-- BRIEF --
The only thing to report is how many lines of the data contain the word "bool".

-- Records from a collection --
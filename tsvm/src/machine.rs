use std::collections::HashMap;
use std::io::Write;

use tracing::{debug, trace};

use crate::error::VmError;
use crate::isa::Instruction;
use crate::program::Program;

/// Stack machine executing a decoded [`Program`].
///
/// `PRINT` writes each popped value followed by a newline to `out`.
pub struct Machine<W: Write> {
    program: Program,
    // Стек операндов
    stack: Vec<i64>,
    // Переменные, записанные через STORE
    variables: HashMap<String, i64>,
    pc: usize,
    steps: u64,
    step_limit: Option<u64>,
    halted: bool,
    out: W,
}

impl<W: Write> Machine<W> {
    pub fn new(program: Program, out: W) -> Self {
        Self {
            program,
            stack: Vec::new(),
            variables: HashMap::new(),
            pc: 0,
            steps: 0,
            step_limit: None,
            halted: false,
            out,
        }
    }

    /// Fails the run with [`VmError::StepLimit`] once more than `limit`
    /// instructions have executed.
    pub fn with_step_limit(mut self, limit: Option<u64>) -> Self {
        self.step_limit = limit;
        self
    }

    /// Runs until `HALT`; returns the number of executed instructions.
    pub fn run(&mut self) -> Result<u64, VmError> {
        while !self.halted {
            self.step()?;
        }
        self.out.flush()?;
        debug!(steps = self.steps, "machine halted");
        Ok(self.steps)
    }

    /// Executes one instruction.
    pub fn step(&mut self) -> Result<(), VmError> {
        if self.halted {
            return Ok(());
        }
        if let Some(limit) = self.step_limit {
            if self.steps >= limit {
                return Err(VmError::StepLimit { limit });
            }
        }

        let instruction = self
            .program
            .instructions()
            .get(self.pc)
            .cloned()
            .ok_or(VmError::MissingHalt)?;
        trace!(pc = self.pc, %instruction, depth = self.stack.len(), "step");

        self.pc += 1;
        self.steps += 1;
        self.execute(instruction)
    }

    fn execute(&mut self, instruction: Instruction) -> Result<(), VmError> {
        match instruction {
            Instruction::Push(value) => self.stack.push(value),
            Instruction::Load(name) => {
                // let x; без инициализатора ничего не сохраняет
                let value = self.variables.get(&name).copied().unwrap_or(0);
                self.stack.push(value);
            }
            Instruction::Store(name) => {
                let value = self.pop()?;
                self.variables.insert(name, value);
            }
            Instruction::Add => self.binary(|a, b| Ok(a.wrapping_add(b)))?,
            Instruction::Sub => self.binary(|a, b| Ok(a.wrapping_sub(b)))?,
            Instruction::Mul => self.binary(|a, b| Ok(a.wrapping_mul(b)))?,
            Instruction::Div => {
                let pc = self.pc - 1;
                self.binary(|a, b| {
                    if b == 0 {
                        Err(VmError::DivisionByZero { pc })
                    } else {
                        Ok(a.wrapping_div(b))
                    }
                })?
            }
            Instruction::Mod => {
                let pc = self.pc - 1;
                self.binary(|a, b| {
                    if b == 0 {
                        Err(VmError::DivisionByZero { pc })
                    } else {
                        Ok(a.wrapping_rem(b))
                    }
                })?
            }
            Instruction::CmpLt => self.binary(|a, b| Ok(truth(a < b)))?,
            Instruction::CmpLe => self.binary(|a, b| Ok(truth(a <= b)))?,
            Instruction::CmpGt => self.binary(|a, b| Ok(truth(a > b)))?,
            Instruction::CmpGe => self.binary(|a, b| Ok(truth(a >= b)))?,
            Instruction::CmpEq => self.binary(|a, b| Ok(truth(a == b)))?,
            Instruction::CmpNe => self.binary(|a, b| Ok(truth(a != b)))?,
            Instruction::And => self.binary(|a, b| Ok(truth(a != 0 && b != 0)))?,
            Instruction::Or => self.binary(|a, b| Ok(truth(a != 0 || b != 0)))?,
            Instruction::Not => {
                let value = self.pop()?;
                self.stack.push(truth(value == 0));
            }
            Instruction::Neg => {
                let value = self.pop()?;
                self.stack.push(value.wrapping_neg());
            }
            Instruction::Print => {
                let value = self.pop()?;
                writeln!(self.out, "{}", value)?;
            }
            Instruction::Jmp(label) => self.jump(&label),
            Instruction::Jz(label) => {
                if self.pop()? == 0 {
                    self.jump(&label);
                }
            }
            Instruction::Label(_) => {}
            Instruction::Halt => self.halted = true,
        }
        Ok(())
    }

    fn binary(&mut self, op: impl FnOnce(i64, i64) -> Result<i64, VmError>) -> Result<(), VmError> {
        let right = self.pop()?;
        let left = self.pop()?;
        self.stack.push(op(left, right)?);
        Ok(())
    }

    fn pop(&mut self) -> Result<i64, VmError> {
        self.stack.pop().ok_or(VmError::StackUnderflow { pc: self.pc - 1 })
    }

    fn jump(&mut self, label: &str) {
        // Метки проверены при загрузке программы
        if let Some(target) = self.program.label(label) {
            self.pc = target;
        }
    }

    pub fn is_halted(&self) -> bool {
        self.halted
    }

    pub fn steps(&self) -> u64 {
        self.steps
    }

    pub fn stack(&self) -> &[i64] {
        &self.stack
    }

    pub fn variable(&self, name: &str) -> Option<i64> {
        self.variables.get(name).copied()
    }

    pub fn into_output(self) -> W {
        self.out
    }
}

fn truth(condition: bool) -> i64 {
    condition as i64
}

-- EXERCISE RESULT --
3